Il 16 dicembre a Salerno esperti discuteranno delle opportunità e dei limiti della Blockchain. Tra i temi la notarizzazione dei documenti, con l’intervento dell’imprenditore Nicola Savino di Savino Solution.

La Blockchain, le sue opportunità, ma anche i suoi limiti, è il macrotema che sarà sviscerato nel workshop, dal titolo  “3rd Distributed Ledger Technology Working Group Workshop on Multidisciplinary Aspects” che si terrà il 16 dicembre nella sede di SellaLab, al Corso Giuseppe Garibaldi di Salerno.
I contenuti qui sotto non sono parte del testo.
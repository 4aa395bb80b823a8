//! Lock-free metrics collection and periodic reporting
//!
//! Uses atomics for hot-path operations so the counting loop never waits on
//! the reporter. Reporting is the only operation that resets anything (via
//! atomic swap).
//!
//! NOTE: All atomics use Relaxed ordering intentionally. These are statistical
//! counters only; the authoritative counts live in the Counter.

use std::sync::atomic::{AtomicI64, AtomicU64, Ordering};
use std::time::Instant;
use tracing::info;

/// Exponential bucket boundaries for frame processing latency (microseconds)
/// Buckets: ≤100, ≤200, ≤400, ≤800, ≤1600, ≤3200, ≤6400, ≤12800, ≤25600, ≤51200, >51200
const BUCKET_BOUNDS: [u64; 10] = [100, 200, 400, 800, 1600, 3200, 6400, 12800, 25600, 51200];
const NUM_BUCKETS: usize = 11;

#[inline]
fn bucket_index(latency_us: u64) -> usize {
    BUCKET_BOUNDS.partition_point(|&bound| bound < latency_us)
}

/// Update an atomic max value using compare-and-swap loop
#[inline]
fn update_atomic_max(atomic_max: &AtomicU64, new_value: u64) {
    let mut current_max = atomic_max.load(Ordering::Relaxed);
    while new_value > current_max {
        match atomic_max.compare_exchange_weak(
            current_max,
            new_value,
            Ordering::Relaxed,
            Ordering::Relaxed,
        ) {
            Ok(_) => break,
            Err(actual) => current_max = actual,
        }
    }
}

fn swap_buckets(buckets: &[AtomicU64; NUM_BUCKETS]) -> [u64; NUM_BUCKETS] {
    let mut result = [0u64; NUM_BUCKETS];
    for (i, bucket) in buckets.iter().enumerate() {
        result[i] = bucket.swap(0, Ordering::Relaxed);
    }
    result
}

/// Upper bound of the bucket containing the percentile
fn percentile_from_buckets(buckets: &[u64; NUM_BUCKETS], percentile: f64) -> u64 {
    let total: u64 = buckets.iter().sum();
    if total == 0 {
        return 0;
    }

    let target = (total as f64 * percentile) as u64;
    let mut cumulative = 0u64;

    // Last bucket uses 2x the previous bound
    const BUCKET_UPPER_BOUNDS: [u64; NUM_BUCKETS] =
        [100, 200, 400, 800, 1600, 3200, 6400, 12800, 25600, 51200, 102400];

    for (i, &count) in buckets.iter().enumerate() {
        cumulative += count;
        if cumulative >= target {
            return BUCKET_UPPER_BOUNDS[i];
        }
    }
    BUCKET_UPPER_BOUNDS[NUM_BUCKETS - 1]
}

/// Lock-free metrics collector
pub struct Metrics {
    /// Total frames processed (monotonic)
    frames_total: AtomicU64,
    /// Frames since last report (reset on report)
    frames_since_report: AtomicU64,
    /// Total detections seen (monotonic)
    detections_total: AtomicU64,
    /// Sum of frame latencies in microseconds (reset on report)
    latency_sum_us: AtomicU64,
    /// Max frame latency in microseconds (reset on report)
    latency_max_us: AtomicU64,
    latency_buckets: [AtomicU64; NUM_BUCKETS],
    entries_total: AtomicU64,
    exits_total: AtomicU64,
    /// Crossings applied by retroactive reconciliation (subset of the above)
    reconciled_total: AtomicU64,
    logs_written_total: AtomicU64,
    log_failures_total: AtomicU64,
    tracks_evicted_total: AtomicU64,
    malformed_lines_total: AtomicU64,
    /// Current occupancy (gauge)
    current_count: AtomicI64,
    /// Tracks with a known side (gauge)
    active_tracks: AtomicU64,
    /// Last report time (only accessed from reporter)
    last_report_time: parking_lot::Mutex<Instant>,
}

impl Metrics {
    pub fn new() -> Self {
        Self {
            frames_total: AtomicU64::new(0),
            frames_since_report: AtomicU64::new(0),
            detections_total: AtomicU64::new(0),
            latency_sum_us: AtomicU64::new(0),
            latency_max_us: AtomicU64::new(0),
            latency_buckets: std::array::from_fn(|_| AtomicU64::new(0)),
            entries_total: AtomicU64::new(0),
            exits_total: AtomicU64::new(0),
            reconciled_total: AtomicU64::new(0),
            logs_written_total: AtomicU64::new(0),
            log_failures_total: AtomicU64::new(0),
            tracks_evicted_total: AtomicU64::new(0),
            malformed_lines_total: AtomicU64::new(0),
            current_count: AtomicI64::new(0),
            active_tracks: AtomicU64::new(0),
            last_report_time: parking_lot::Mutex::new(Instant::now()),
        }
    }

    /// Record a processed frame with its detection count and latency
    #[inline]
    pub fn record_frame_processed(&self, detections: usize, latency_us: u64) {
        self.frames_total.fetch_add(1, Ordering::Relaxed);
        self.frames_since_report.fetch_add(1, Ordering::Relaxed);
        self.detections_total.fetch_add(detections as u64, Ordering::Relaxed);
        self.latency_sum_us.fetch_add(latency_us, Ordering::Relaxed);
        self.latency_buckets[bucket_index(latency_us)].fetch_add(1, Ordering::Relaxed);
        update_atomic_max(&self.latency_max_us, latency_us);
    }

    #[inline]
    pub fn record_entry(&self, reconciled: bool) {
        self.entries_total.fetch_add(1, Ordering::Relaxed);
        if reconciled {
            self.reconciled_total.fetch_add(1, Ordering::Relaxed);
        }
    }

    #[inline]
    pub fn record_exit(&self, reconciled: bool) {
        self.exits_total.fetch_add(1, Ordering::Relaxed);
        if reconciled {
            self.reconciled_total.fetch_add(1, Ordering::Relaxed);
        }
    }

    #[inline]
    pub fn record_log_written(&self) {
        self.logs_written_total.fetch_add(1, Ordering::Relaxed);
    }

    #[inline]
    pub fn record_log_failure(&self) {
        self.log_failures_total.fetch_add(1, Ordering::Relaxed);
    }

    #[inline]
    pub fn record_tracks_evicted(&self, count: usize) {
        self.tracks_evicted_total.fetch_add(count as u64, Ordering::Relaxed);
    }

    /// Record a feed line that could not be parsed
    #[inline]
    pub fn record_malformed_line(&self) {
        self.malformed_lines_total.fetch_add(1, Ordering::Relaxed);
    }

    #[inline]
    pub fn set_current_count(&self, count: i64) {
        self.current_count.store(count, Ordering::Relaxed);
    }

    #[inline]
    pub fn set_active_tracks(&self, tracks: usize) {
        self.active_tracks.store(tracks as u64, Ordering::Relaxed);
    }

    #[inline]
    pub fn frames_total(&self) -> u64 {
        self.frames_total.load(Ordering::Relaxed)
    }

    #[inline]
    pub fn logs_written_total(&self) -> u64 {
        self.logs_written_total.load(Ordering::Relaxed)
    }

    /// Calculate and return metrics summary, then reset periodic counters
    pub fn report(&self) -> MetricsSummary {
        let frames_count = self.frames_since_report.swap(0, Ordering::Relaxed);
        let latency_sum = self.latency_sum_us.swap(0, Ordering::Relaxed);
        let max_latency = self.latency_max_us.swap(0, Ordering::Relaxed);
        let lat_buckets = swap_buckets(&self.latency_buckets);

        let elapsed = {
            let mut last = self.last_report_time.lock();
            let elapsed = last.elapsed();
            *last = Instant::now();
            elapsed
        };

        let frames_per_sec = if elapsed.as_secs_f64() > 0.0 {
            frames_count as f64 / elapsed.as_secs_f64()
        } else {
            0.0
        };
        let avg_latency = if frames_count > 0 { latency_sum / frames_count } else { 0 };

        MetricsSummary {
            frames_total: self.frames_total.load(Ordering::Relaxed),
            frames_per_sec,
            detections_total: self.detections_total.load(Ordering::Relaxed),
            avg_frame_latency_us: avg_latency,
            max_frame_latency_us: max_latency,
            lat_p50_us: percentile_from_buckets(&lat_buckets, 0.50),
            lat_p99_us: percentile_from_buckets(&lat_buckets, 0.99),
            entries_total: self.entries_total.load(Ordering::Relaxed),
            exits_total: self.exits_total.load(Ordering::Relaxed),
            reconciled_total: self.reconciled_total.load(Ordering::Relaxed),
            current_count: self.current_count.load(Ordering::Relaxed),
            active_tracks: self.active_tracks.load(Ordering::Relaxed),
            logs_written_total: self.logs_written_total.load(Ordering::Relaxed),
            log_failures_total: self.log_failures_total.load(Ordering::Relaxed),
            tracks_evicted_total: self.tracks_evicted_total.load(Ordering::Relaxed),
            malformed_lines_total: self.malformed_lines_total.load(Ordering::Relaxed),
        }
    }
}

impl Default for Metrics {
    fn default() -> Self {
        Self::new()
    }
}

#[derive(Debug)]
pub struct MetricsSummary {
    pub frames_total: u64,
    pub frames_per_sec: f64,
    pub detections_total: u64,
    pub avg_frame_latency_us: u64,
    pub max_frame_latency_us: u64,
    pub lat_p50_us: u64,
    pub lat_p99_us: u64,
    pub entries_total: u64,
    pub exits_total: u64,
    pub reconciled_total: u64,
    pub current_count: i64,
    pub active_tracks: u64,
    pub logs_written_total: u64,
    pub log_failures_total: u64,
    pub tracks_evicted_total: u64,
    pub malformed_lines_total: u64,
}

impl MetricsSummary {
    pub fn log(&self) {
        info!(
            frames_total = %self.frames_total,
            frames_per_sec = format!("{:.1}", self.frames_per_sec),
            detections_total = %self.detections_total,
            avg_latency_us = %self.avg_frame_latency_us,
            max_latency_us = %self.max_frame_latency_us,
            p50_us = %self.lat_p50_us,
            p99_us = %self.lat_p99_us,
            entries = %self.entries_total,
            exits = %self.exits_total,
            reconciled = %self.reconciled_total,
            current_count = %self.current_count,
            active_tracks = %self.active_tracks,
            logs_written = %self.logs_written_total,
            log_failures = %self.log_failures_total,
            evicted = %self.tracks_evicted_total,
            malformed_lines = %self.malformed_lines_total,
            "metrics"
        );
    }
}

#[cfg(test)]
mod tests {
    use super::*;

    #[test]
    fn test_record_frame() {
        let metrics = Metrics::new();
        metrics.record_frame_processed(3, 100);
        metrics.record_frame_processed(0, 200);

        assert_eq!(metrics.frames_total(), 2);
        assert_eq!(metrics.detections_total.load(Ordering::Relaxed), 3);
        assert_eq!(metrics.latency_sum_us.load(Ordering::Relaxed), 300);
    }

    #[test]
    fn test_report_resets_periodic_counters() {
        let metrics = Metrics::new();
        metrics.record_frame_processed(1, 100);
        metrics.record_frame_processed(1, 200);
        metrics.record_frame_processed(1, 300);
        metrics.record_entry(false);
        metrics.record_entry(true);
        metrics.record_exit(false);

        let summary = metrics.report();
        assert_eq!(summary.frames_total, 3);
        assert_eq!(summary.avg_frame_latency_us, 200);
        assert_eq!(summary.max_frame_latency_us, 300);
        assert_eq!(summary.entries_total, 2);
        assert_eq!(summary.exits_total, 1);
        assert_eq!(summary.reconciled_total, 1);

        assert_eq!(metrics.frames_since_report.load(Ordering::Relaxed), 0);
        assert_eq!(metrics.latency_sum_us.load(Ordering::Relaxed), 0);
        assert_eq!(metrics.latency_max_us.load(Ordering::Relaxed), 0);

        // Monotonic counters survive the report
        let summary = metrics.report();
        assert_eq!(summary.frames_total, 3);
        assert_eq!(summary.avg_frame_latency_us, 0);
    }

    #[test]
    fn test_bucket_index() {
        assert_eq!(bucket_index(0), 0);
        assert_eq!(bucket_index(100), 0);
        assert_eq!(bucket_index(101), 1);
        assert_eq!(bucket_index(51200), 9);
        assert_eq!(bucket_index(60000), 10);
    }

    #[test]
    fn test_percentiles() {
        let mut buckets = [0u64; NUM_BUCKETS];
        buckets[0] = 90;
        buckets[5] = 10;
        assert_eq!(percentile_from_buckets(&buckets, 0.50), 100);
        assert_eq!(percentile_from_buckets(&buckets, 0.99), 3200);
        assert_eq!(percentile_from_buckets(&[0; NUM_BUCKETS], 0.5), 0);
    }

    #[test]
    fn test_gauges() {
        let metrics = Metrics::new();
        metrics.set_current_count(-2);
        metrics.set_active_tracks(7);
        let summary = metrics.report();
        assert_eq!(summary.current_count, -2);
        assert_eq!(summary.active_tracks, 7);
    }
}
L’evento presenta un calendario ricco di incontri, dalle 9 alle 16, che scandaglia il tema della Blockchain, legandolo a tantissimi ambiti diversi, come l’agricoltura, la filiera della birra artigianale, con tanti casi studio.

Tra gli argomenti spazio anche al tema della blockchain e della notarizzazione, con l’intervento di Nicola Savino di Savino Solution, azienda di consulenza e servizi tecnologici per la trasformazione digitale a norma di legge dei processi documentali.
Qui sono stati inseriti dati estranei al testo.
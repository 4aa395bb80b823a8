//! Occupancy counter library
//!
//! Exposes modules for integration testing and binary reuse.

pub mod domain;
pub mod infra;
pub mod io;
pub mod services;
I falsi miti su blockchain e notarizzazione 

Nel suo intervento, Savino farà chiarezza sui quali sono le false informazioni che legano in modo troppo semplicistico la blockchain con la notarizzazione. L’imprenditore dimostrerà come la blockchain non sia sufficiente per garantire la validità legale ai documenti notarizzati:

“La Blockchain, nello specifico, garantisce solo la validazione temporale, ma non la corretta conservazione del documento notarizzato, che non viene mai caricato su Blockchain, ma che ha solo una sua rappresentazione sotto forma di HASH”, dichiara Savino.

Il processo di notarizzazione tramite Blockchain non basta da solo per rispondere a tutti gli asset normativi perché non si conforma sia alle leggi del CAD, il codice dell’amministrazione digitale, sia a quelle di AgID, l’agenzia per l’Italia digitale.

Come la blockchain può supportare davvero la notarizzazione?

La soluzione per consentire alla Blockchain di avere un valore legale nel campo della notarizzazione è il processo di conservazione digitale, che garantisce a un documento PDF di avere una valenza legale nel tempo:

“Se non c’è questo processo nelle blockchain abbiamo un problema enorme: il PDF non è tenuto e conservato a norma. Perché? Perché il PDF, che può essere archiviato nel posto più sicuro del mondo, non va mai sulle blockchain, ma rimane nei nostri sistemi. E se rimane qui giù, questo documento deve essere gestito attraverso un processo di conservazione digitale. Diversamente il documento non è opponibile a terzi”, conclude Savino.